Happy Hikago day! IIRC, the below is one of the first Hikago fic I ever wrote (well, started writing). I don't imagine I'll come up with an interesting ending to ever, but reading through this a decade and half later, I personally think the idea is pretty cute.
It starts out innocently enough, with story fragments that refuse to be surpressed and forgotten and drive him out of bed at questionable hours of the morning. When it becomes clear that the midnight typing isn't going to stop anytime soon, it's time for a prolonged vacation.
Returning the third time, he feels oddly like he is coming home to his family after he has spent a week with his secretary. Guilt is not quite the word, because he knows that he doesn't owe anybody anything, but there is certainly the feeling of skirting his duties, and a more diffuse notion that he somehow is letting the entire Go community down by speeding down his carrier.
"You are going to the optician."
"Nice to see you, too," Shindou says and squints at the luggage claim.
"You didn't recognize me from eight meters away."
"You sound like Akari."
"You are driving."
"If you can't let nature take its course, you should at least consider a haircut that doesn't require to be parted that crisply. Your roots are showing."
"I'm serious, Hikaru," he starts, "traffic hazards - "
"Matsuoka called the other day," Shindou interrupts and hands him an envelope, "I think it was important, but he wouldn't come out and say it."
Important is not the word Akira himself likes to apply to any business he does through Matsuoka, but there has been a steadily increasing interest in the media before he left the country, and he was not sure he actually approved of that. Recognizing that the letter had nothing to do with his official career, he put it into one of the side pockets of his laptop carrier as Shindou glanced at the luggage claim once more and lunged after a suitcase that thankfully was Akira's, not not just one that looked vaguely like it.
"Is there anything else new?" he asked as they made their way out of the main terminal, him with the laptop and Shindou with the suitcase that he demostratively did not pull, but carry.
"Hideko's got a boyfriend."
"That's nice for her."
"He's an insei."
"Isn't that even better?"
"He studies under Ochi."
"I feel sorry for Hideko-chan, then."
"You're doing the Akari thing again," Shindou warned.
"I would have hoped that Akari-san could have talked some sense into the two of you about this by now," Akira said, and let Shindou a few steps in front of him.
"Well, it's just wrong, okay? Hideko going out with one of Ochi's students, that's like... like - " Shindou had turned around to scowl, but cut himself up before the rest came, "like if Saeki-san were going out with Ashiwara-san," he finally muttered.
"I'm not sure I see the connection between two teenagers dating each other, or two married men with children doing the same," Akira said dryly, and Hikaru dropped the suitcase by his car a little less carefully than neccesary without replying.
"I meant - oh, forget it."
"I'll be happy to.
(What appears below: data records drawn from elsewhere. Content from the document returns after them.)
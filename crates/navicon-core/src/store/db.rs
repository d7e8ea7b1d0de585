//! SQLite-backed store implementation.
//!
//! Handles connection, migrations, and timestamp helpers. Icon and entry
//! queries live in `icons` and `entries`.

use anyhow::Result;
use sqlx::sqlite::SqlitePoolOptions;
use sqlx::{Pool, Sqlite};
use std::path::Path;
use std::time::{SystemTime, UNIX_EPOCH};

use crate::config::NaviconConfig;

/// Percent-encode a path for use in a sqlite:// URI so spaces and special chars don't break parsing.
fn path_to_sqlite_uri(path: &Path) -> String {
    let s = path.to_string_lossy();
    let mut out = String::with_capacity(s.len());
    for c in s.chars() {
        match c {
            '%' => out.push_str("%25"),
            ' ' => out.push_str("%20"),
            '#' => out.push_str("%23"),
            '?' => out.push_str("%3F"),
            '&' => out.push_str("%26"),
            c => out.push(c),
        }
    }
    format!("sqlite://{}", out)
}

/// Handle to the SQLite-backed icon/catalog store.
///
/// The database file defaults to the XDG state directory:
/// `~/.local/state/navicon/navicon.db`.
#[derive(Clone)]
pub struct Store {
    pub(crate) pool: Pool<Sqlite>,
}

impl Store {
    /// Open the database named by `cfg.database_path`, or the default one.
    pub async fn open(cfg: &NaviconConfig) -> Result<Self> {
        match &cfg.database_path {
            Some(path) => Self::open_at(path).await,
            None => Self::open_default().await,
        }
    }

    /// Open (or create) the default database and run migrations.
    pub async fn open_default() -> Result<Self> {
        let xdg_dirs = xdg::BaseDirectories::with_prefix("navicon")?;
        let state_dir = xdg_dirs.get_state_home().join("navicon");
        Self::open_at(state_dir.join("navicon.db")).await
    }

    /// Open (or create) the database at a specific path. Creates parent dirs if needed.
    pub async fn open_at(path: impl AsRef<Path>) -> Result<Self> {
        let path = path.as_ref();
        if let Some(parent) = path.parent() {
            tokio::fs::create_dir_all(parent).await?;
        }
        let uri = path_to_sqlite_uri(path) + "?mode=rwc";
        let pool = SqlitePoolOptions::new()
            .max_connections(8)
            .connect(&uri)
            .await?;
        let store = Store { pool };
        store.migrate().await?;
        tracing::debug!(path = %path.display(), "opened store");
        Ok(store)
    }

    async fn migrate(&self) -> Result<()> {
        // - `icons.sha256` is the hex digest of `data`, served as the ETag.
        // - `navigations.icon` is the retrieval URL; `icon_id` the blob row.
        //   Blobs are never deleted, so no foreign key cascade is declared.
        sqlx::query(
            r#"
            CREATE TABLE IF NOT EXISTS icons (
                id INTEGER PRIMARY KEY AUTOINCREMENT,
                data BLOB NOT NULL,
                mime_type TEXT NOT NULL,
                sha256 TEXT NOT NULL,
                created_at INTEGER NOT NULL
            );
            "#,
        )
        .execute(&self.pool)
        .await?;

        sqlx::query(
            r#"
            CREATE TABLE IF NOT EXISTS navigations (
                id INTEGER PRIMARY KEY AUTOINCREMENT,
                title TEXT NOT NULL,
                url TEXT NOT NULL,
                icon TEXT,
                icon_id INTEGER,
                created_at INTEGER NOT NULL,
                updated_at INTEGER NOT NULL
            );
            "#,
        )
        .execute(&self.pool)
        .await?;

        Ok(())
    }
}

/// Current time as Unix seconds (for DB timestamps).
pub(crate) fn unix_timestamp() -> i64 {
    SystemTime::now()
        .duration_since(UNIX_EPOCH)
        .unwrap_or_default()
        .as_secs() as i64
}

#[cfg(test)]
/// Open an in-memory database for tests (no disk I/O).
pub(crate) async fn open_memory() -> Result<Store> {
    let pool = sqlx::sqlite::SqlitePoolOptions::new()
        .max_connections(1)
        .connect("sqlite::memory:")
        .await?;
    let store = Store { pool };
    store.migrate().await?;
    Ok(store)
}
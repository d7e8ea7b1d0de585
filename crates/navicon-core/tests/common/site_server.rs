//! Minimal HTTP/1.1 server that serves a fixed set of paths for integration tests.
//!
//! Each path maps to a status, optional Content-Type and body; anything else
//! is a 404. The request path and User-Agent of every request are recorded.
//! A route may answer after a delay, or never answer at all.

use std::collections::HashMap;
use std::io::{Read, Write};
use std::net::TcpListener;
use std::sync::{Arc, Mutex};
use std::thread;
use std::time::Duration;

#[derive(Debug, Clone)]
pub struct Route {
    pub status: u16,
    pub content_type: Option<&'static str>,
    pub body: Vec<u8>,
    /// Wait this long before answering.
    pub delay: Duration,
    /// Keep the connection open without ever answering.
    pub stall: bool,
}

impl Route {
    pub fn ok(content_type: &'static str, body: impl Into<Vec<u8>>) -> Self {
        Self {
            status: 200,
            content_type: Some(content_type),
            body: body.into(),
            delay: Duration::ZERO,
            stall: false,
        }
    }

    pub fn status(status: u16) -> Self {
        Self {
            status,
            content_type: Some("text/html"),
            body: b"<html><body>error</body></html>".to_vec(),
            delay: Duration::ZERO,
            stall: false,
        }
    }

    /// Accepts the request and then goes silent.
    pub fn stall() -> Self {
        Self {
            stall: true,
            ..Self::status(200)
        }
    }

    pub fn delayed(mut self, delay: Duration) -> Self {
        self.delay = delay;
        self
    }
}

/// A request seen by the server: (path, user agent).
pub type Seen = Arc<Mutex<Vec<(String, Option<String>)>>>;

pub struct SiteServer {
    /// Origin, e.g. "http://127.0.0.1:12345" (no trailing slash).
    pub origin: String,
    pub seen: Seen,
}

impl SiteServer {
    pub fn url(&self, path: &str) -> String {
        format!("{}{}", self.origin, path)
    }

    pub fn paths_seen(&self) -> Vec<String> {
        self.seen.lock().unwrap().iter().map(|(p, _)| p.clone()).collect()
    }
}

/// Starts a server in a background thread. The server runs until the process exits.
pub fn start(routes: Vec<(&str, Route)>) -> SiteServer {
    let listener = TcpListener::bind("127.0.0.1:0").expect("bind");
    let port = listener.local_addr().unwrap().port();
    let routes: Arc<HashMap<String, Route>> = Arc::new(
        routes
            .into_iter()
            .map(|(p, r)| (p.to_string(), r))
            .collect(),
    );
    let seen: Seen = Arc::new(Mutex::new(Vec::new()));
    let seen_srv = Arc::clone(&seen);
    thread::spawn(move || {
        for stream in listener.incoming().flatten() {
            let routes = Arc::clone(&routes);
            let seen = Arc::clone(&seen_srv);
            thread::spawn(move || handle(stream, &routes, &seen));
        }
    });
    SiteServer {
        origin: format!("http://127.0.0.1:{}", port),
        seen,
    }
}

fn handle(mut stream: std::net::TcpStream, routes: &HashMap<String, Route>, seen: &Seen) {
    let _ = stream.set_read_timeout(Some(Duration::from_secs(2)));
    let _ = stream.set_write_timeout(Some(Duration::from_secs(2)));
    let mut buf = [0u8; 8192];
    let n = match stream.read(&mut buf) {
        Ok(0) => return,
        Ok(n) => n,
        Err(_) => return,
    };
    let request = match std::str::from_utf8(&buf[..n]) {
        Ok(s) => s,
        Err(_) => return,
    };
    let (path, user_agent) = parse_request(request);
    seen.lock().unwrap().push((path.clone(), user_agent));

    let route = routes.get(&path).cloned().unwrap_or_else(|| Route::status(404));
    if route.stall {
        thread::sleep(Duration::from_secs(10));
        return;
    }
    if !route.delay.is_zero() {
        thread::sleep(route.delay);
    }
    let reason = match route.status {
        200 => "OK",
        404 => "Not Found",
        500 => "Internal Server Error",
        _ => "Status",
    };
    let content_type = route
        .content_type
        .map(|ct| format!("Content-Type: {}\r\n", ct))
        .unwrap_or_default();
    let response = format!(
        "HTTP/1.1 {} {}\r\nContent-Length: {}\r\n{}Connection: close\r\n\r\n",
        route.status,
        reason,
        route.body.len(),
        content_type
    );
    let _ = stream.write_all(response.as_bytes());
    let _ = stream.write_all(&route.body);
}

/// Returns (path, optional User-Agent).
fn parse_request(request: &str) -> (String, Option<String>) {
    let mut path = String::new();
    let mut user_agent = None;
    for line in request.lines() {
        let line = line.trim();
        if line.is_empty() {
            break;
        }
        if path.is_empty() {
            path = line.split_whitespace().nth(1).unwrap_or("/").to_string();
            continue;
        }
        if let Some((name, value)) = line.split_once(':') {
            if name.trim().eq_ignore_ascii_case("user-agent") {
                user_agent = Some(value.trim().to_string());
            }
        }
    }
    (path, user_agent)
}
And that aside, how is she doing?"
"Oh, great. At the rate she's going, she'll make 2 dan in no time. She beat Nakada-kun in the Gosei prelimenaries last week."
Discussing Hideko-chan's promising record continuing was less likely to end in prolonged arguments than discussing Hideko-chan involving herself in the long-standing and pathetically one-sided rivalry Waya-san at some point had declared, and Shindou enthusiastically supported, against anybody associated with Kosuke Ochi. It kept them occupied long enough to localize the car and get it out of the parking lot, at which point Shindou focused his attention on squinting out of the windshield and Akira made a mental note to call the optician himself.
With the company at hand busy keeping the car on the road, Akira pulled out the letter he had been handed earlier.
"Oh, God," he said when he was halfway down the page.
"What?"
"Rainstorm won the Yuko Wajima Award."
It's kind of cool, Shindou had said at one point, Go champion at day, novelist by night!
It's not, Akira had replied, because it wasn't.
"I'm really sorry, Matsuoka-san, but I cannot accept it in person. Please give the foundation my deepest apologies."
Matsuoka made an unsatisfied noise. "Touya-sensei," he finally said, "I realized that you are a public person, but I cannot imagine how it could affect your carrier - "
"Matsuoka-san, I am a Go player. My primary reason for writing is not a wish for recognition nor money, and I have no desire to draw any attention to my person other than that connected to my carrier. I'm sorry, but I have no intentions of connecting my name to the literary merits of Takashi Kasai."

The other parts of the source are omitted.